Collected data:
//! Run-level statistics report (`stats_<run>.json`), its console summary, and the
//! error listing (`errors.json`).

use std::path::{Path, PathBuf};

use serde::Serialize;

use crate::errors::AppError;
use crate::join::cv_id::cv_sort_key;
use crate::models::{Category, Dimension, ErrorType};
use crate::stats::aggregate::{
    analyze_dimensions, analyze_sections, error_type_breakdown, AnalysisOptions, DimensionAnalysis,
    ErrorTypeBreakdown, SectionStat,
};
use crate::stats::corpus::VerdictCorpus;
use crate::util::{now_utc_string, write_json_pretty};

#[derive(Debug, Clone, Serialize)]
pub struct StatsReport {
    pub run: String,
    pub generated_at: String,
    pub files: usize,
    pub verdicts: usize,
    pub cvs: usize,
    pub excluded_verdicts: usize,
    pub analysis: DimensionAnalysis,
    pub sections: Vec<SectionStat>,
    pub error_types: ErrorTypeBreakdown,
}

pub fn build_report(corpus: &VerdictCorpus, dimensions: &[Dimension], options: &AnalysisOptions) -> StatsReport {
    StatsReport {
        run: corpus.run.clone(),
        generated_at: now_utc_string(),
        files: corpus.files.len(),
        verdicts: corpus.verdicts.len(),
        cvs: corpus.cv_count(),
        excluded_verdicts: corpus.excluded,
        analysis: analyze_dimensions(&corpus.verdicts, dimensions, options),
        sections: analyze_sections(&corpus.verdicts, dimensions, options.empty_list),
        error_types: error_type_breakdown(&corpus.verdicts, options.empty_list),
    }
}

pub fn stats_path(output_root: &Path, run: &str) -> PathBuf {
    output_root.join(run).join(format!("stats_{run}.json"))
}

pub fn errors_path(output_root: &Path, run: &str) -> PathBuf {
    output_root.join(run).join("errors.json")
}

impl StatsReport {
    pub fn write(&self, output_root: &Path) -> Result<PathBuf, AppError> {
        let path = stats_path(output_root, &self.run);
        write_json_pretty(&path, self)?;
        Ok(path)
    }

    /// Plain-text tables for the terminal.
    pub fn summary(&self) -> String {
        let analysis = &self.analysis;
        let mut out = String::new();
        out.push_str(&format!(
            "Run {}: {} verdicts over {} CVs from {} files ({} excluded)\n\n",
            self.run, self.verdicts, self.cvs, self.files, self.excluded_verdicts
        ));
        out.push_str(&format!(
            "{:<10} {:>7} {:>7} {:>8} {:>17} {:>9} {:>9} {:>7} {:>7}  {}\n",
            "dimension", "errors", "total", "rate %", "95% CI %", "p", "p adj", "h", "power", "verdict"
        ));
        for d in &analysis.dimensions {
            out.push_str(&format!(
                "{:<10} {:>7} {:>7} {:>8.2} {:>7.2} - {:>7.2} {:>9.4} {:>9.4} {:>7.3} {:>7}  {}\n",
                d.dimension.as_str(),
                d.errors,
                d.total,
                d.rate_pct,
                d.ci_low_pct,
                d.ci_high_pct,
                d.p_value,
                d.p_value_adj,
                d.cohens_h,
                d.power.map(|p| format!("{p:.3}")).unwrap_or_else(|| "n/a".to_string()),
                d.significance.label(),
            ));
        }
        out.push_str(&format!(
            "\nalpha {} corrected to {:.4}; background noise {:.2}%; empty lists: {:?}\n",
            analysis.alpha, analysis.alpha_adj, analysis.noise_rate_pct, analysis.empty_list_policy
        ));
        let failures: usize = analysis.dimensions.iter().map(|d| d.judge_failures).sum();
        if failures > 0 {
            out.push_str(&format!("{failures} judge failures excluded from every rate\n"));
        }

        if !self.sections.is_empty() {
            out.push_str("\nrate % by section\n");
            for s in &self.sections {
                out.push_str(&format!(
                    "  {:<12} {:<8} {:>6.2} ({}/{})\n",
                    s.category.as_str(),
                    s.dimension.as_str(),
                    s.rate_pct,
                    s.errors,
                    s.total
                ));
            }
        }

        if !self.error_types.counts.is_empty() {
            out.push_str("\nerror types\n");
            for (dimension, by_type) in &self.error_types.counts {
                let cells: Vec<String> = by_type.iter().map(|(t, n)| format!("{t}={n}")).collect();
                out.push_str(&format!("  {:<8} {}\n", dimension.as_str(), cells.join(" ")));
            }
            if let Some(chi) = &self.error_types.independence {
                out.push_str(&format!(
                    "  chi2 = {:.2}, dof = {}, p = {:.4}\n",
                    chi.statistic, chi.dof, chi.p_value
                ));
            }
        }
        out
    }
}

#[derive(Debug, Clone, PartialEq, Serialize)]
pub struct ErrorRecord {
    pub run: String,
    pub dimension: Dimension,
    pub category: Category,
    pub cv_id: String,
    pub error_type: ErrorType,
    pub details: String,
    pub empty_list: bool,
}

/// Every non-coherent verdict, judge failures included, in dimension/category/CV order.
pub fn error_records(corpus: &VerdictCorpus) -> Vec<ErrorRecord> {
    let mut records: Vec<ErrorRecord> = corpus
        .verdicts
        .iter()
        .filter(|v| !v.coherent)
        .map(|v| ErrorRecord {
            run: corpus.run.clone(),
            dimension: v.dimension,
            category: v.category,
            cv_id: v.cv_id.clone(),
            error_type: v.error_type,
            details: v.details.clone(),
            empty_list: v.empty_list,
        })
        .collect();
    records.sort_by(|a, b| {
        (a.dimension, a.category)
            .cmp(&(b.dimension, b.category))
            .then_with(|| cv_sort_key(&a.cv_id).cmp(&cv_sort_key(&b.cv_id)))
    });
    records
}

pub fn write_errors(corpus: &VerdictCorpus, output_root: &Path) -> Result<(PathBuf, usize), AppError> {
    let records = error_records(corpus);
    let path = errors_path(output_root, &corpus.run);
    write_json_pretty(&path, &records)?;
    Ok((path, records.len()))
}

Task to carry out: Exactly as written, reproduce the lines of the data above from the first line through the line where "use crate::stats::corpus::VerdictCorpus;" appears.

Written answer:
//! Run-level statistics report (`stats_<run>.json`), its console summary, and the
//! error listing (`errors.json`).

use std::path::{Path, PathBuf};

use serde::Serialize;

use crate::errors::AppError;
use crate::join::cv_id::cv_sort_key;
use crate::models::{Category, Dimension, ErrorType};
use crate::stats::aggregate::{
    analyze_dimensions, analyze_sections, error_type_breakdown, AnalysisOptions, DimensionAnalysis,
    ErrorTypeBreakdown, SectionStat,
};
use crate::stats::corpus::VerdictCorpus;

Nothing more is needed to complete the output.